Memasuki hari kesembilan (H+9), Sabtu (13/6/2026), pembangunan jembatan yang dijuluki "Jembatan Perintis Garuda" ini terus menunjukkan progres positif. Dengan panjang 23 meter dan lebar 2 meter, jembatan beton ini kelak akan menjadi penghubung vital antara dua kelurahan yang selama ini terpisah oleh aliran Sungai Way Betung.
Kehadiran Babinsa Kodim 0401/KBL bukan sekadar formalitas. Sejak tahap awal, mulai dari survei lokasi (4 Juni), ground breaking (5 Juni), hingga kini memasuki tahap persiapan lokasi, Sertu suwardiono tidak pernah absen mendampingi warga. "Kehadiran saya di sini adalah bentuk tanggung jawab moral sebagai aparat kewilayahan. Jembatan ini bukan milik saya, bukan milik TNI, tapi milik warga 150 kepala keluarga (sekitar 360 jiwa). Saya hanya ingin memastikan semangat gotong royong tetap menyala dan pekerjaan berjalan aman," ujar Sertu suwardiono saat ditemui di lokasi, Sabu sore.

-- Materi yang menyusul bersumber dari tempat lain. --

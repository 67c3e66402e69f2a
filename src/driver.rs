//! Run driver: input collection, the per-file loop and the drain phase.
//!
//! Files are processed strictly one after another. Once every input has been
//! visited, the reports of submitted files are polled in submission order
//! after giving the service time to process them.

use std::path::{Path, PathBuf};
use std::time::{Duration, Instant};

use walkdir::WalkDir;

use crate::context::RunContext;
use crate::error::RunError;
use crate::scanner::{describe_wait, sleep_until, ScanError, Scanner};
use crate::strategy::Strategy;

/// Time given to the service between the last submission and the first poll.
pub const GRACE_PERIOD: Duration = Duration::from_secs(60);

/// Expand the input paths into the list of files to scan.
///
/// Directories are walked recursively in file name order. Symbolic links are
/// not followed. Unreadable directory entries are logged and skipped.
///
/// # Errors
///
/// Fails if an input path does not exist.
pub fn collect_files(inputs: &[PathBuf]) -> Result<Vec<PathBuf>, RunError> {
    let mut files = Vec::new();
    for input in inputs {
        let metadata = std::fs::metadata(input).map_err(|source| RunError::File {
            path: input.clone(),
            source,
        })?;
        if metadata.is_file() {
            files.push(input.clone());
            continue;
        }

        let walker = WalkDir::new(input)
            .follow_links(false)
            .sort_by_file_name()
            .into_iter();
        for entry in walker {
            match entry {
                Ok(entry) if entry.file_type().is_file() => files.push(entry.into_path()),
                Ok(entry) => {
                    log::trace!("Skipping {}", entry.path().display());
                }
                Err(e) => log::warn!("Cannot read {}: {}", input.display(), e),
            }
        }
    }
    Ok(files)
}

/// Scan every file in `files`, then drain the submission queue.
///
/// # Errors
///
/// Stops at the first fatal error. The context keeps everything learned up
/// to that point.
pub fn run_scan(
    strategy: &Strategy,
    scanner: &mut dyn Scanner,
    ctx: &mut RunContext,
    files: &[PathBuf],
) -> Result<(), RunError> {
    for file in files {
        let label = label_for(file);
        log::debug!("Scanning {}", label);
        strategy.scan(scanner, ctx, file, &label)?;
    }
    drain_queue(strategy, scanner, ctx, GRACE_PERIOD)
}

/// Poll the reports of queued submissions.
///
/// Waits until `grace` has passed since the last submission, then looks up
/// every queued scan id in order. Finished reports are classified and
/// removed from the queue. The first scan that is still being processed
/// stops polling; it and every later entry stay queued.
///
/// # Errors
///
/// Returns [`RunError::Interrupted`] if shutdown is requested while waiting.
pub fn drain_queue(
    strategy: &Strategy,
    scanner: &mut dyn Scanner,
    ctx: &mut RunContext,
    grace: Duration,
) -> Result<(), RunError> {
    if ctx.queued.is_empty() {
        return Ok(());
    }
    if let Some(last) = ctx.last_submission {
        wait_until(ctx, last + grace)?;
    }

    log::info!("Retrieving reports of {} submitted files", ctx.queued.len());
    let pending = std::mem::take(&mut ctx.queued);
    let mut remaining = Vec::new();
    let mut entries = pending.into_iter();

    while let Some(entry) = entries.next() {
        if ctx.is_shutdown_requested() {
            remaining.push(entry);
            remaining.extend(entries);
            ctx.queued = remaining;
            return Err(RunError::Interrupted);
        }

        let report = match scanner.get_report(&entry.scan_id, &strategy.settings().cache) {
            Ok(report) => report,
            Err(ScanError::Interrupted(_)) => {
                remaining.push(entry);
                remaining.extend(entries);
                ctx.queued = remaining;
                return Err(RunError::Interrupted);
            }
            Err(e) => {
                log::warn!("Could not retrieve report for {}: {}", entry.file, e);
                remaining.push(entry);
                continue;
            }
        };

        if report.still_in_queue() {
            log::info!("{} is still being analysed, stopping retrieval", entry.file);
            remaining.push(entry);
            remaining.extend(entries);
            break;
        } else if report.successful_retrieval() {
            let key = report
                .embedded_sha256()
                .map_or_else(|| entry.scan_id.clone(), str::to_string);
            strategy.record_verdict(ctx, &entry.file, &key, &report);
        } else if report.not_found() {
            log::warn!("{} is unknown to {} after submission", entry.file, scanner.provider());
        } else {
            log::warn!(
                "Unexpected response code {} for {}",
                report.response_code,
                entry.file
            );
            remaining.push(entry);
        }
    }

    ctx.queued = remaining;
    Ok(())
}

fn wait_until(ctx: &RunContext, deadline: Instant) -> Result<(), RunError> {
    let now = Instant::now();
    if now >= deadline {
        return Ok(());
    }
    log::info!(
        "Waiting {} before retrieving reports...",
        describe_wait(deadline - now)
    );
    sleep_until(deadline, ctx.shutdown_flag()).map_err(|_| RunError::Interrupted)
}

/// Name of a top-level file in logs and the summary: the path as given.
#[must_use]
pub fn label_for(path: &Path) -> String {
    path.display().to_string()
}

Dalam laporan harian yang diterima redaksi, pelibatan personel pada hari ini terdiri dari 6 orang anggota TNI (Kodim), 1 orang teknisi, dan 6 orang masyarakat. Babinsa menjadi ujung tombak koordinasi antara teknisi dan warga, sekaligus memastikan setiap tahap persiapan berjalan sesuai prosedur. Saat ini, progres fisik pembangunan baru mencapai 4%, dengan fokus pada penyiapan lokasi dan pembersihan akses.
Warga setempat mengaku sangat terbantu dengan pendampingan Babinsa. Hj. Fatimah (52), tokoh masyarakat Kelurahan Sukarame 2, mengungkapkan, "Pak Babinsa itu seperti keluarga kami sendiri. Beliau yang menggerakkan warga untuk ikut kerja bakti, menjelaskan rencana pembangunan, bahkan ikut angkat batu. Kami jadi lebih semangat."
Kondisi cuaca yang cerah sepanjang hari turut mendukung kelancaran kegiatan. Situasi di sekitar lokasi pembangunan jembatan dilaporkan aman dan terkendali, serta aktivitas masyarakat tetap berjalan normal tanpa hambatan.
Danrem 043/Gatam melalui laporan yang diterima menyampaikan apresiasi setinggi-tingginya kepada jajaran Kodim 0401/KBL, khususnya para Babinsa yang terus berada di garda terdepan. "Inilah wujud nyata TNI hadir untuk rakyat. Jembatan ini bukan sekadar infrastruktur, tapi simbol persatuan dan kepedulian. Babinsa adalah kunci keberhasilan pembangunan di wilayah," demikian kutipan dari pesan yang disampaikan.
Dengan target penyelesaian yang terus dikebut, diharapkan Jembatan Perintis Garuga dapat segera dinikmati oleh masyarakat. Berkat peran aktif Babinsa Kodim 0401/KBL, semangat kebersamaan dan kemanunggalan TNI dengan rakyat kembali terbukti menjadi kekuatan utama dalam membangun negeri.(Fatur)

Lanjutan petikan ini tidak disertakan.